(Beginning of Input data)

//! Membership repair: resynchronize project member snapshots.
//!
//! Project member lists are snapshots taken at creation time, so roster
//! changes after that point leave them stale until an operator runs this
//! pass. The pass is bulk and non-transactional across projects: each
//! project is rewritten in its own transaction, failures are reported
//! and skipped, and the rest of the run continues.

use anyhow::{Context, Result};
use sqlx::{PgPool, Row};
use tracing::{info, warn, Instrument};
use uuid::Uuid;

/// A project the repair pass could not rewrite.
#[derive(Debug)]
pub struct RepairFailure {
    pub project_id: Uuid,
    pub error: String,
}

/// Summary of one repair pass.
#[derive(Debug, Default)]
pub struct RepairReport {
    pub workspaces: usize,
    pub projects_repaired: usize,
    pub failures: Vec<RepairFailure>,
}

/// Overwrite every project's member list with its workspace's current
/// roster, sequentially over workspaces.
///
/// # Errors
///
/// Returns an error only when the workspace/project listing itself
/// fails; per-project failures are collected in the report instead.
pub async fn repair_all(pool: &PgPool) -> Result<RepairReport> {
    let mut report = RepairReport::default();

    let workspace_ids = fetch_workspace_ids(pool).await?;
    report.workspaces = workspace_ids.len();

    for workspace_id in workspace_ids {
        let project_ids = fetch_project_ids(pool, workspace_id).await?;

        for project_id in project_ids {
            match repair_project(pool, workspace_id, project_id).await {
                Ok(member_count) => {
                    info!(
                        project_id = %project_id,
                        members = member_count,
                        "project member list rewritten"
                    );
                    report.projects_repaired += 1;
                }
                Err(err) => {
                    warn!(
                        project_id = %project_id,
                        error = %format!("{err:#}"),
                        "failed to rewrite project member list"
                    );
                    report.failures.push(RepairFailure {
                        project_id,
                        error: format!("{err:#}"),
                    });
                }
            }
        }
    }

    Ok(report)
}

async fn fetch_workspace_ids(pool: &PgPool) -> Result<Vec<Uuid>> {
    let query = "SELECT id FROM workspaces ORDER BY created_at ASC";
    let span = tracing::info_span!(
        "db.query",
        db.system = "postgresql",
        db.operation = "SELECT",
        db.statement = query
    );
    let rows = sqlx::query(query)
        .fetch_all(pool)
        .instrument(span)
        .await
        .context("failed to list workspaces for repair")?;

    Ok(rows.iter().map(|row| row.get("id")).collect())
}

async fn fetch_project_ids(pool: &PgPool, workspace_id: Uuid) -> Result<Vec<Uuid>> {
    let query = "SELECT id FROM projects WHERE workspace_id = $1 ORDER BY created_at ASC";
    let span = tracing::info_span!(
        "db.query",
        db.system = "postgresql",
        db.operation = "SELECT",
        db.statement = query
    );
    let rows = sqlx::query(query)
        .bind(workspace_id)
        .fetch_all(pool)
        .instrument(span)
        .await
        .context("failed to list projects for repair")?;

    Ok(rows.iter().map(|row| row.get("id")).collect())
}

/// Rewrite one project's member list inside its own transaction.
async fn repair_project(pool: &PgPool, workspace_id: Uuid, project_id: Uuid) -> Result<u64> {
    let mut tx = pool.begin().await.context("begin repair transaction")?;

    let query = "DELETE FROM project_members WHERE project_id = $1";
    let span = tracing::info_span!(
        "db.query",
        db.system = "postgresql",
        db.operation = "DELETE",
        db.statement = query
    );
    sqlx::query(query)
        .bind(project_id)
        .execute(&mut *tx)
        .instrument(span)
        .await
        .context("failed to clear project members")?;

    let query = r"
        INSERT INTO project_members (project_id, account_id, role)
        SELECT $1, account_id, role
        FROM workspace_members
        WHERE workspace_id = $2
    ";
    let span = tracing::info_span!(
        "db.query",
        db.system = "postgresql",
        db.operation = "INSERT",
        db.statement = query
    );
    let result = sqlx::query(query)
        .bind(project_id)
        .bind(workspace_id)
        .execute(&mut *tx)
        .instrument(span)
        .await
        .context("failed to copy workspace roster")?;

    tx.commit().await.context("commit repair transaction")?;

    Ok(result.rows_affected())
}

#[cfg(test)]
mod tests {
    use super::{RepairFailure, RepairReport};
    use uuid::Uuid;

    #[test]
    fn report_default_is_empty() {
        let report = RepairReport::default();
        assert_eq!(report.workspaces, 0);
        assert_eq!(report.projects_repaired, 0);
        assert!(report.failures.is_empty());
    }

    #[test]
    fn failures_carry_project_and_cause() {
        let failure = RepairFailure {
            project_id: Uuid::nil(),
            error: "connection reset".to_string(),
        };
        assert_eq!(failure.project_id, Uuid::nil());
        assert!(failure.error.contains("reset"));
    }
}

(End of Input data)

- Requirement -
Please copy only these lines, exactly: the first line of the records through the line containing "let mut report = RepairReport::default();", ends included.

- Answer for this exercise -
//! Membership repair: resynchronize project member snapshots.
//!
//! Project member lists are snapshots taken at creation time, so roster
//! changes after that point leave them stale until an operator runs this
//! pass. The pass is bulk and non-transactional across projects: each
//! project is rewritten in its own transaction, failures are reported
//! and skipped, and the rest of the run continues.

use anyhow::{Context, Result};
use sqlx::{PgPool, Row};
use tracing::{info, warn, Instrument};
use uuid::Uuid;

/// A project the repair pass could not rewrite.
#[derive(Debug)]
pub struct RepairFailure {
    pub project_id: Uuid,
    pub error: String,
}

/// Summary of one repair pass.
#[derive(Debug, Default)]
pub struct RepairReport {
    pub workspaces: usize,
    pub projects_repaired: usize,
    pub failures: Vec<RepairFailure>,
}

/// Overwrite every project's member list with its workspace's current
/// roster, sequentially over workspaces.
///
/// # Errors
///
/// Returns an error only when the workspace/project listing itself
/// fails; per-project failures are collected in the report instead.
pub async fn repair_all(pool: &PgPool) -> Result<RepairReport> {
    let mut report = RepairReport::default();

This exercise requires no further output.